//! Postgres-backed thread store
//!
//! Durable backend selected when `POSTGRES_URL`/`DATABASE_URL` is set.
//! Schema is created lazily on first use; message order is an explicit
//! per-thread position column.

use crate::error::{OrchestratorError, Result};
use crate::models::{
    Message, MessagePage, MessageRole, Thread, ThreadId, ThreadRef, ThreadSummary,
};
use crate::store::{page_bounds, validate_paging, ThreadStore};
use chrono::{DateTime, Utc};
use sqlx::{PgPool, Row};
use std::sync::Arc;
use tokio::sync::OnceCell;
use uuid::Uuid;

pub struct PostgresThreadStore {
    pool: PgPool,
    schema_ready: Arc<OnceCell<()>>,
}

impl PostgresThreadStore {
    pub fn connect_lazy(url: &str) -> Result<Self> {
        let pool = sqlx::postgres::PgPoolOptions::new()
            .max_connections(5)
            .connect_lazy(url)
            .map_err(|e| {
                OrchestratorError::Persistence(format!(
                    "Failed to create postgres pool: {}",
                    e
                ))
            })?;

        Ok(Self {
            pool,
            schema_ready: Arc::new(OnceCell::new()),
        })
    }

    async fn ensure_schema(&self) -> Result<()> {
        self.schema_ready
            .get_or_try_init(|| async {
                sqlx::query(
                    r#"
                    CREATE TABLE IF NOT EXISTS threads (
                      id UUID PRIMARY KEY,
                      title TEXT NOT NULL,
                      created_at TIMESTAMPTZ NOT NULL DEFAULT NOW(),
                      updated_at TIMESTAMPTZ NOT NULL DEFAULT NOW()
                    );
                    "#,
                )
                .execute(&self.pool)
                .await?;

                sqlx::query(
                    r#"
                    CREATE TABLE IF NOT EXISTS thread_messages (
                      message_id UUID PRIMARY KEY,
                      thread_id UUID NOT NULL,
                      position BIGINT NOT NULL,
                      role TEXT NOT NULL,
                      content TEXT NOT NULL,
                      created_at TIMESTAMPTZ NOT NULL DEFAULT NOW()
                    );
                    "#,
                )
                .execute(&self.pool)
                .await?;

                sqlx::query(
                    r#"
                    CREATE INDEX IF NOT EXISTS idx_thread_messages_thread_position
                    ON thread_messages (thread_id, position);
                    "#,
                )
                .execute(&self.pool)
                .await?;

                Ok::<(), sqlx::Error>(())
            })
            .await
            .map_err(|e| {
                OrchestratorError::Persistence(format!(
                    "Failed to initialize thread store schema: {}",
                    e
                ))
            })?;

        Ok(())
    }

    fn role_to_db(role: MessageRole) -> &'static str {
        match role {
            MessageRole::User => "user",
            MessageRole::Assistant => "assistant",
        }
    }

    fn role_from_db(role: &str) -> MessageRole {
        match role.to_lowercase().as_str() {
            "assistant" => MessageRole::Assistant,
            _ => MessageRole::User,
        }
    }

    async fn load_thread(&self, id: &ThreadId) -> Result<Thread> {
        let row = sqlx::query("SELECT title, created_at, updated_at FROM threads WHERE id = $1")
            .bind(id.as_uuid())
            .fetch_optional(&self.pool)
            .await
            .map_err(|e| {
                OrchestratorError::Persistence(format!("Failed to load thread: {}", e))
            })?
            .ok_or_else(|| OrchestratorError::NotFound(id.to_string()))?;

        let title: String = row.try_get("title").unwrap_or_default();
        let created_at: DateTime<Utc> = row.try_get("created_at").unwrap_or_else(|_| Utc::now());
        let updated_at: DateTime<Utc> = row.try_get("updated_at").unwrap_or_else(|_| Utc::now());

        let message_rows = sqlx::query(
            r#"
            SELECT role, content FROM thread_messages
            WHERE thread_id = $1
            ORDER BY position ASC
            "#,
        )
        .bind(id.as_uuid())
        .fetch_all(&self.pool)
        .await
        .map_err(|e| {
            OrchestratorError::Persistence(format!("Failed to load thread messages: {}", e))
        })?;

        let messages = message_rows
            .into_iter()
            .map(|row| {
                let db_role: String = row.try_get("role").unwrap_or_else(|_| "user".to_string());
                Message {
                    role: Self::role_from_db(&db_role),
                    content: row.try_get("content").unwrap_or_default(),
                }
            })
            .collect();

        Ok(Thread {
            id: *id,
            title,
            messages,
            created_at,
            updated_at,
        })
    }
}

#[async_trait::async_trait]
impl ThreadStore for PostgresThreadStore {
    async fn create_or_get(&self, id: Option<&str>, title: &str) -> Result<Thread> {
        let resolved = ThreadRef::resolve(id)?;
        self.ensure_schema().await?;

        let id = match resolved {
            ThreadRef::Canonical(id) => id,
            ThreadRef::Unpersisted => ThreadId::generate(),
        };

        sqlx::query("INSERT INTO threads (id, title) VALUES ($1, $2) ON CONFLICT (id) DO NOTHING")
            .bind(id.as_uuid())
            .bind(title)
            .execute(&self.pool)
            .await
            .map_err(|e| {
                OrchestratorError::Persistence(format!("Failed to create thread: {}", e))
            })?;

        self.load_thread(&id).await
    }

    async fn append(&self, id: &ThreadId, message: Message) -> Result<Thread> {
        self.ensure_schema().await?;

        let mut tx = self.pool.begin().await.map_err(|e| {
            OrchestratorError::Persistence(format!(
                "Failed to begin transaction for message append: {}",
                e
            ))
        })?;

        let bumped = sqlx::query("UPDATE threads SET updated_at = NOW() WHERE id = $1")
            .bind(id.as_uuid())
            .execute(&mut *tx)
            .await
            .map_err(|e| {
                OrchestratorError::Persistence(format!("Failed to bump thread recency: {}", e))
            })?;
        if bumped.rows_affected() == 0 {
            return Err(OrchestratorError::NotFound(id.to_string()));
        }

        let next_position: i64 = sqlx::query(
            "SELECT COALESCE(MAX(position) + 1, 0) AS next FROM thread_messages WHERE thread_id = $1",
        )
        .bind(id.as_uuid())
        .fetch_one(&mut *tx)
        .await
        .map_err(|e| {
            OrchestratorError::Persistence(format!("Failed to compute message position: {}", e))
        })?
        .try_get("next")
        .unwrap_or(0);

        sqlx::query(
            r#"
            INSERT INTO thread_messages (message_id, thread_id, position, role, content)
            VALUES ($1, $2, $3, $4, $5)
            "#,
        )
        .bind(Uuid::new_v4())
        .bind(id.as_uuid())
        .bind(next_position)
        .bind(Self::role_to_db(message.role))
        .bind(&message.content)
        .execute(&mut *tx)
        .await
        .map_err(|e| {
            OrchestratorError::Persistence(format!("Failed to insert message: {}", e))
        })?;

        tx.commit().await.map_err(|e| {
            OrchestratorError::Persistence(format!(
                "Failed to commit message append transaction: {}",
                e
            ))
        })?;

        self.load_thread(id).await
    }

    async fn page(&self, id: &ThreadId, page: u32, limit: u32) -> Result<MessagePage> {
        validate_paging(page, limit)?;
        self.ensure_schema().await?;

        sqlx::query("SELECT 1 FROM threads WHERE id = $1")
            .bind(id.as_uuid())
            .fetch_optional(&self.pool)
            .await
            .map_err(|e| {
                OrchestratorError::Persistence(format!("Failed to look up thread: {}", e))
            })?
            .ok_or_else(|| OrchestratorError::NotFound(id.to_string()))?;

        let total: i64 = sqlx::query("SELECT COUNT(*) AS total FROM thread_messages WHERE thread_id = $1")
            .bind(id.as_uuid())
            .fetch_one(&self.pool)
            .await
            .map_err(|e| {
                OrchestratorError::Persistence(format!("Failed to count messages: {}", e))
            })?
            .try_get("total")
            .unwrap_or(0);

        let total = total.max(0) as usize;
        let (start, end) = page_bounds(total, page, limit);

        let rows = sqlx::query(
            r#"
            SELECT role, content FROM thread_messages
            WHERE thread_id = $1
            ORDER BY position ASC
            OFFSET $2 LIMIT $3
            "#,
        )
        .bind(id.as_uuid())
        .bind(start as i64)
        .bind((end - start) as i64)
        .fetch_all(&self.pool)
        .await
        .map_err(|e| {
            OrchestratorError::Persistence(format!("Failed to load message page: {}", e))
        })?;

        let messages = rows
            .into_iter()
            .map(|row| {
                let db_role: String = row.try_get("role").unwrap_or_else(|_| "user".to_string());
                Message {
                    role: Self::role_from_db(&db_role),
                    content: row.try_get("content").unwrap_or_default(),
                }
            })
            .collect();

        Ok(MessagePage {
            messages,
            has_more: start > 0,
            total_messages: total,
            page,
        })
    }

    async fn rename(&self, id: &ThreadId, title: &str) -> Result<ThreadSummary> {
        self.ensure_schema().await?;

        let row = sqlx::query(
            "UPDATE threads SET title = $2, updated_at = NOW() WHERE id = $1 RETURNING title, updated_at",
        )
        .bind(id.as_uuid())
        .bind(title)
        .fetch_optional(&self.pool)
        .await
        .map_err(|e| {
            OrchestratorError::Persistence(format!("Failed to rename thread: {}", e))
        })?
        .ok_or_else(|| OrchestratorError::NotFound(id.to_string()))?;

        Ok(ThreadSummary {
            id: *id,
            title: row.try_get("title").unwrap_or_else(|_| title.to_string()),
            updated_at: row.try_get("updated_at").unwrap_or_else(|_| Utc::now()),
        })
    }

    async fn delete(&self, id: &ThreadId) -> Result<()> {
        self.ensure_schema().await?;

        let mut tx = self.pool.begin().await.map_err(|e| {
            OrchestratorError::Persistence(format!(
                "Failed to begin transaction for thread delete: {}",
                e
            ))
        })?;

        sqlx::query("DELETE FROM thread_messages WHERE thread_id = $1")
            .bind(id.as_uuid())
            .execute(&mut *tx)
            .await
            .map_err(|e| {
                OrchestratorError::Persistence(format!("Failed to delete thread messages: {}", e))
            })?;

        let deleted = sqlx::query("DELETE FROM threads WHERE id = $1")
            .bind(id.as_uuid())
            .execute(&mut *tx)
            .await
            .map_err(|e| {
                OrchestratorError::Persistence(format!("Failed to delete thread: {}", e))
            })?;

        if deleted.rows_affected() == 0 {
            return Err(OrchestratorError::NotFound(id.to_string()));
        }

        tx.commit().await.map_err(|e| {
            OrchestratorError::Persistence(format!(
                "Failed to commit thread delete transaction: {}",
                e
            ))
        })
    }

    async fn list(&self) -> Result<Vec<ThreadSummary>> {
        self.ensure_schema().await?;

        let rows = sqlx::query("SELECT id, title, updated_at FROM threads ORDER BY updated_at DESC")
            .fetch_all(&self.pool)
            .await
            .map_err(|e| {
                OrchestratorError::Persistence(format!("Failed to list threads: {}", e))
            })?;

        Ok(rows
            .into_iter()
            .map(|row| ThreadSummary {
                id: ThreadId::from(row.try_get::<Uuid, _>("id").unwrap_or_else(|_| Uuid::nil())),
                title: row.try_get("title").unwrap_or_default(),
                updated_at: row.try_get("updated_at").unwrap_or_else(|_| Utc::now()),
            })
            .collect())
    }

    async fn trim_front(&self, id: &ThreadId, max_len: usize) -> Result<usize> {
        self.ensure_schema().await?;

        // Keep only the newest max_len rows.
        let evicted = sqlx::query(
            r#"
            DELETE FROM thread_messages
            WHERE thread_id = $1
              AND position NOT IN (
                SELECT position FROM thread_messages
                WHERE thread_id = $1
                ORDER BY position DESC
                LIMIT $2
              )
            "#,
        )
        .bind(id.as_uuid())
        .bind(max_len as i64)
        .execute(&self.pool)
        .await
        .map_err(|e| {
            OrchestratorError::Persistence(format!("Failed to trim thread messages: {}", e))
        })?
        .rows_affected();

        if evicted > 0 {
            sqlx::query("UPDATE threads SET updated_at = NOW() WHERE id = $1")
                .bind(id.as_uuid())
                .execute(&self.pool)
                .await
                .map_err(|e| {
                    OrchestratorError::Persistence(format!(
                        "Failed to bump thread recency after trim: {}",
                        e
                    ))
                })?;
        }

        Ok(evicted as usize)
    }
}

Task objective: State the number of lines in the material holding the word "start". Add nothing else.

Answer to this problem: 4